Question

Excluding purchases by businesses, the average amount spent on a factory-new car has risen 30 percent in the last five years. In the average household budget, the proportion spent on car purchases has remained unchanged in that period. Therefore the average household budget must have increased by 30 percent over the last five years.
Which of the following is an assumption on which the argument relies?

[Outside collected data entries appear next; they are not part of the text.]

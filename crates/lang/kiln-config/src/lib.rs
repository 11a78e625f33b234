//! The kiln configuration language.
//!
//! Workspace and project descriptions are written as groups of keys, where
//! each key may carry several candidate values guarded by `if`/`else`
//! conditions:
//!
//! ```text
//! [Project]
//! Name = "MyApp"
//! if (Platform == "x64") {
//!     Define = "IS_64BIT"
//! } else {
//!     Define = "IS_32BIT"
//! }
//! ```
//!
//! Values may reference other keys with `$(Key)` or `$(Group.Key)`. Nothing
//! is substituted or evaluated until [`ConfigFile::resolve`] runs, so values
//! injected after parsing (command-line overrides, merged workspace
//! defaults) take part in resolution like any other.
//!
//! # Pipeline
//!
//! - [`lexer`] turns text into tokens carrying file, line and column
//! - [`parser`] builds flat [`ast::Statement`]s, tagging every assignment
//!   with the conditions open at its declaration
//! - [`eval`] evaluates condition expressions
//! - [`ConfigFile`] owns the model and resolves it lazily, detecting cycles
//!
//! # Usage
//!
//! ```
//! use kiln_config::ConfigFile;
//!
//! let mut file = ConfigFile::new();
//! file.parse_source("[Build]\nOut = $(Root)/bin\n", "project.kiln").unwrap();
//! file.set_or_add_value("", "Root", "/src").unwrap();
//! file.resolve();
//! assert_eq!(file.get_value("Build", "Out"), Some("/src/bin"));
//! ```

pub mod ast;
pub mod error;
pub mod eval;
pub mod lexer;
pub mod parser;

mod file;
mod subst;

pub use error::{ConfigError, Diagnostic};
pub use file::{ConfigFile, MAX_REFERENCE_DEPTH, placeholder};
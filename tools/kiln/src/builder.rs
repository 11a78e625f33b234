//! Build orchestration.
//!
//! A [`Builder`] owns a loaded workspace and a worker pool. Building a
//! project runs its pre-build commands, checks every source and the output
//! against the manifest, asks the toolchain for tasks, and runs those tasks
//! as a staged job graph:
//!
//! ```text
//!   root ── stage(post) ── stage(link) ── stage(compile) ── stage(pre)
//!                               │
//!                     group ── parallel tasks
//!                       └── seq 1 ── seq 2 ...
//! ```
//!
//! Each stage waits on the previous stage job. Parallel tasks of a stage hang
//! under the stage's group job; sequential tasks run after the group, one
//! after another in declaration order. The manifest is written only when
//! every task succeeded.

use std::collections::{BTreeMap, HashSet};
use std::path::{Path, PathBuf};
use std::sync::Arc;
use std::sync::atomic::{AtomicBool, AtomicUsize, Ordering};
use std::time::Instant;

use anyhow::{Context, Result, bail};
use kiln_jobs::{JobHandle, JobScheduler};

use crate::hash::{file_mtime, hash64};
use crate::state::{
    BuildManifest, FileInfo, MessageLog, check_inputs, check_out_of_date, common_root, get_multiple_file_infos,
    parse_dep_info,
};
use crate::task::{BuildStage, BuildTask, ShellCommandTask, run_shell};
use crate::report::{self, Phase, detail, status};
use crate::toolchain::{Toolchain, ToolchainContext, create_toolchain};
use crate::version::write_version_files;
use crate::workspace::{OutputType, ProjectFile, Target, WorkspaceFile};

/// Creates the toolchain for a project.
pub type ToolchainFactory = Box<dyn Fn(&ToolchainContext) -> Result<Box<dyn Toolchain>> + Send + Sync>;

/// What happened to one project.
#[derive(Debug, Clone, Copy, PartialEq, Eq)]
pub enum BuildOutcome {
    /// Tasks ran and the manifest was updated.
    Built,
    /// Every file and the output were fresh.
    UpToDate,
    /// Container project; nothing to build.
    Skipped,
}

/// Loaded workspace plus the machinery to build its projects.
pub struct Builder {
    workspace: WorkspaceFile,
    target: Target,
    projects: Vec<Arc<ProjectFile>>,
    scheduler: JobScheduler,
    factory: ToolchainFactory,
}
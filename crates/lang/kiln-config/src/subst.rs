//! `$(token)` scanning.

/// A piece of a value string.
#[derive(Debug, Clone, Copy, PartialEq, Eq)]
pub(crate) enum Piece<'a> {
    Text(&'a str),
    /// The text between `$(` and the next `)`.
    Reference(&'a str),
}

/// Split `value` into literal text and references, left to right.
///
/// Returns the byte offset of the first `$(` that has no closing `)`.
pub(crate) fn split(value: &str) -> Result<Vec<Piece<'_>>, usize> {
    let mut pieces = Vec::new();
    let mut rest = value;
    let mut offset = 0;

    while let Some(start) = rest.find("$(") {
        let Some(len) = rest[start + 2..].find(')') else {
            return Err(offset + start);
        };
        if start > 0 {
            pieces.push(Piece::Text(&rest[..start]));
        }
        pieces.push(Piece::Reference(rest[start + 2..start + 2 + len].trim()));
        let consumed = start + 2 + len + 1;
        rest = &rest[consumed..];
        offset += consumed;
    }
    if !rest.is_empty() {
        pieces.push(Piece::Text(rest));
    }
    Ok(pieces)
}

/// Whether `value` contains a `$(` without a closing `)`.
pub(crate) fn is_unterminated(value: &str) -> bool {
    split(value).is_err()
}

#[cfg(test)]
mod tests {
    use super::*;

    #[test]
    fn splits_text_and_references() {
        let pieces = split("-I$(Workspace.Directory)/include $(Define)").unwrap();
        assert_eq!(
            pieces,
            vec![
                Piece::Text("-I"),
                Piece::Reference("Workspace.Directory"),
                Piece::Text("/include "),
                Piece::Reference("Define"),
            ]
        );
    }

    #[test]
    fn plain_text_is_one_piece() {
        assert_eq!(split("a (b) $c").unwrap(), vec![Piece::Text("a (b) $c")]);
        assert!(split("").unwrap().is_empty());
    }

    #[test]
    fn unterminated_reference_reports_offset() {
        assert_eq!(split("ok $(A) then $(B"), Err(13));
        assert!(is_unterminated("$("));
        assert!(!is_unterminated("$()"));
    }
}
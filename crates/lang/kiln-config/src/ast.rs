//! AST types for the config language.
//!
//! The parser flattens `if`/`else` blocks away: every assignment carries the
//! conjunction of conditions that were open when it was declared.

use std::fmt;

use crate::lexer::Span;

/// A condition expression.
#[derive(Debug, Clone, PartialEq)]
pub enum Expr {
    /// A reference or quoted string.
    Literal(Literal),
    /// Logical negation.
    Not(Box<Expr>),
    /// Both sides truthy.
    And(Box<Expr>, Box<Expr>),
    /// Either side truthy.
    Or(Box<Expr>, Box<Expr>),
    /// Binary comparison of two operands.
    Compare(CompareOp, Box<Expr>, Box<Expr>),
    /// Parenthesized sub-expression. Kept so diagnostics can print the
    /// condition the way it was written.
    Paren(Box<Expr>),
}

/// A leaf of a condition expression.
#[derive(Debug, Clone, PartialEq, Eq)]
pub enum Literal {
    /// Bare identifier, resolved as `group.key` or `key`. Falls back to its
    /// own text when no such key exists.
    Reference(String),
    /// Quoted string. `$(...)` references inside it are substituted.
    Str(String),
}

/// Comparison operator. Ordering operators compare numbers; `==` and `!=`
/// compare text.
#[derive(Debug, Clone, Copy, PartialEq, Eq)]
pub enum CompareOp {
    /// `<`
    Less,
    /// `<=`
    LessEqual,
    /// `>`
    Greater,
    /// `>=`
    GreaterEqual,
    /// `==`
    Equal,
    /// `!=`
    NotEqual,
}

/// One statement, with conditional blocks already flattened.
#[derive(Debug, Clone, PartialEq)]
pub enum Statement {
    /// `[name]`: subsequent assignments belong to this group.
    Group {
        /// Group name, brackets stripped.
        name: String,
        /// Location of the marker.
        span: Span,
    },
    /// `key = value` under the conditions open at this point.
    Assignment {
        /// Enclosing group; empty for the global group.
        group: String,
        /// Key name.
        key: String,
        /// Unresolved text, `$(...)` references intact.
        value: String,
        /// Every condition must hold for the value to be active.
        conditions: Vec<Expr>,
        /// Location of the key.
        span: Span,
    },
}

impl fmt::Display for CompareOp {
    fn fmt(&self, f: &mut fmt::Formatter<'_>) -> fmt::Result {
        f.write_str(match self {
            CompareOp::Less => "<",
            CompareOp::LessEqual => "<=",
            CompareOp::Greater => ">",
            CompareOp::GreaterEqual => ">=",
            CompareOp::Equal => "==",
            CompareOp::NotEqual => "!=",
        })
    }
}

impl fmt::Display for Expr {
    fn fmt(&self, f: &mut fmt::Formatter<'_>) -> fmt::Result {
        match self {
            Expr::Literal(Literal::Reference(name)) => f.write_str(name),
            Expr::Literal(Literal::Str(s)) => write!(f, "\"{s}\""),
            Expr::Not(inner) => write!(f, "not {inner}"),
            Expr::And(l, r) => write!(f, "{l} and {r}"),
            Expr::Or(l, r) => write!(f, "{l} or {r}"),
            Expr::Compare(op, l, r) => write!(f, "{l} {op} {r}"),
            Expr::Paren(inner) => write!(f, "({inner})"),
        }
    }
}
impl JobScheduler {
    /// Start a pool of `workers` threads. `0` uses the host's available
    /// parallelism.
    pub fn new(workers: usize) -> Self {
        let count = match workers {
            0 => thread::available_parallelism().map(|n| n.get()).unwrap_or(4),
            n => n,
        };
        let shared = Arc::new(Shared {
            state: Mutex::new(State {
                nodes: Vec::new(),
                ready: VecDeque::new(),
                shutdown: false,
            }),
            work_ready: Condvar::new(),
            job_done: Condvar::new(),
        });

        let workers = (0..count)
            .map(|id| {
                let shared = Arc::clone(&shared);
                thread::Builder::new()
                    .name(format!("kiln-worker-{id}"))
                    .spawn(move || worker_loop(&shared, id))
                    .unwrap_or_else(|e| panic!("failed to spawn worker thread: {e}"))
            })
            .collect();

        Self { shared, workers }
    }

    /// Number of worker threads.
    pub fn worker_count(&self) -> usize {
        self.workers.len()
    }

    /// Index of the worker thread executing the caller, or `None` when
    /// called outside a job.
    pub fn thread_id() -> Option<usize> {
        WORKER_ID.with(Cell::get)
    }

    /// Create a job that runs `work`.
    pub fn create_job(&self, work: impl FnOnce() + Send + 'static) -> JobHandle {
        self.insert(Some(Box::new(work)))
    }

    /// Create a job with no work, used to group other jobs.
    pub fn create_host_job(&self) -> JobHandle {
        self.insert(None)
    }

    fn insert(&self, work: Option<Work>) -> JobHandle {
        let mut state = self.shared.lock();
        let handle = JobHandle(u32::try_from(state.nodes.len()).unwrap_or(u32::MAX));
        assert!(handle.is_valid(), "job arena exhausted");
        state.nodes.push(JobNode {
            work,
            pending: 0,
            dependents: Vec::new(),
            dependencies: Vec::new(),
            state: JobState::Created,
            panicked: false,
        });
        handle
    }

    /// `dependent` will not start until `dependency` has completed.
    ///
    /// An edge to a job that already completed is satisfied immediately.
    /// Edges that would form a cycle are rejected.
    pub fn add_dependency(&self, dependent: JobHandle, dependency: JobHandle) -> Result<(), JobError> {
        let mut state = self.shared.lock();
        check(&state, dependent)?;
        check(&state, dependency)?;

        if state.nodes[dependent.index()].state != JobState::Created {
            return Err(JobError::AlreadyScheduled(dependent));
        }
        if reaches(&state.nodes, dependency, dependent) {
            return Err(JobError::Cycle { dependent, dependency });
        }

        state.nodes[dependent.index()].dependencies.push(dependency);
        if state.nodes[dependency.index()].state != JobState::Done {
            state.nodes[dependency.index()].dependents.push(dependent);
            state.nodes[dependent.index()].pending += 1;
        }
        Ok(())
    }

    /// Schedule `root` and every job it transitively depends on.
    pub fn enqueue(&self, root: JobHandle) -> Result<(), JobError> {
        let mut state = self.shared.lock();
        check(&state, root)?;

        let mut stack = vec![root];
        let mut pushed = false;
        while let Some(handle) = stack.pop() {
            let node = &mut state.nodes[handle.index()];
            if node.state != JobState::Created {
                continue;
            }
            node.state = JobState::Scheduled;
            stack.extend(node.dependencies.iter().copied());
            if node.pending == 0 {
                state.ready.push_back(handle);
                pushed = true;
            }
        }
        drop(state);

        if pushed {
            self.shared.work_ready.notify_all();
        }
        Ok(())
    }

    /// Block until `root` has completed.
    ///
    /// Must not be called from inside a job of the same scheduler.
    pub fn wait(&self, root: JobHandle) -> Result<(), JobError> {
        let mut state = self.shared.lock();
        check(&state, root)?;
        if state.nodes[root.index()].state == JobState::Created {
            return Err(JobError::NotEnqueued(root));
        }
        while state.nodes[root.index()].state != JobState::Done {
            state = self
                .shared
                .job_done
                .wait(state)
                .unwrap_or_else(PoisonError::into_inner);
        }

        let count = panicked_in(&state.nodes, root);
        if count > 0 {
            return Err(JobError::Panicked { count });
        }
        Ok(())
    }
}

• A. The average number of factory-new cars purchased per household has remained unchanged over the last five years.
• B. The average amount spent per car by businesses buying factory-new cars has risen 30 percent in the last five years.
• C. The proportion of the average household budget spent on all car-related expenses has remained unchanged over the last five years.
• D. The proportion of the average household budget spent on food and housing has remained unchanged over the last five years.
• E. The total amount spent nationwide on factory-new cars has increased by 30 percent over the last five years.

Hint:

When an argument involves percentages and proportions, translating it into a simple algebraic equation can make the underlying assumptions very clear. The missing piece needed to make the equation balance is often the unstated assumption.

Answer 1

The Correct Option is A

Step 1: Understanding the Concept:
This is an assumption question about a mathematical argument. We need to identify the hidden premise that is necessary to make the conclusion logically follow from the other premises.
Step 2: Detailed Explanation:
Let's define some variables to represent the argument mathematically:
- \(C\): Average amount spent on one new car. - \(B\): Average household budget. - \(P\): Proportion (percentage) of the budget spent on car purchases. - \(N\): Average number of new cars purchased per household.
The total amount a household spends on cars is \(C \times N\).
The proportion of the budget spent on cars is \(P = \frac{C \times N}{B}\).
Premises of the argument:
1. The price of one car (\(C\)) has increased by 30%. So, \(C_{new} = 1.30 \times C_{old}\). 2. The proportion (\(P\)) has remained unchanged. So, \(P_{new} = P_{old}\).
Conclusion of the argument:
The budget (\(B\)) must have increased by 30%. So, \(B_{new} = 1.30 \times B_{old}\).
Let's plug these into our proportion equation: \[ P_{old} = \frac{C_{old} \times N_{old}}{B_{old}} \quad \text{and} \quad P_{new} = \frac{C_{new} \times N_{new}}{B_{new}} \] Since \(P_{new} = P_{old}\): \[ \frac{C_{old} \times N_{old}}{B_{old}} = \frac{C_{new} \times N_{new}}{B_{new}} \] Substitute the known changes: \[ \frac{C_{old} \times N_{old}}{B_{old}} = \frac{(1.30 \times C_{old}) \times N_{new}}{B_{new}} \] The argument concludes that \(B_{new} = 1.30 \times B_{old}\). For this to be true, all the other terms must cancel out. This can only happen if \(N_{new} = N_{old}\).
If \(N_{new} = N_{old}\), then the equation becomes: \[ \frac{C_{old} \times N_{old}}{B_{old}} = \frac{1.30 \times C_{old} \times N_{old}}{B_{new}} \] \[ \frac{1}{B_{old}} = \frac{1.30}{B_{new}} \implies B_{new} = 1.30 \times B_{old} \] This shows that the conclusion only holds if we assume that \(N\), the average number of cars purchased per household, has remained unchanged.
Step 3: Final Answer:
The argument implicitly assumes that households are buying the same number of cars as they were five years ago.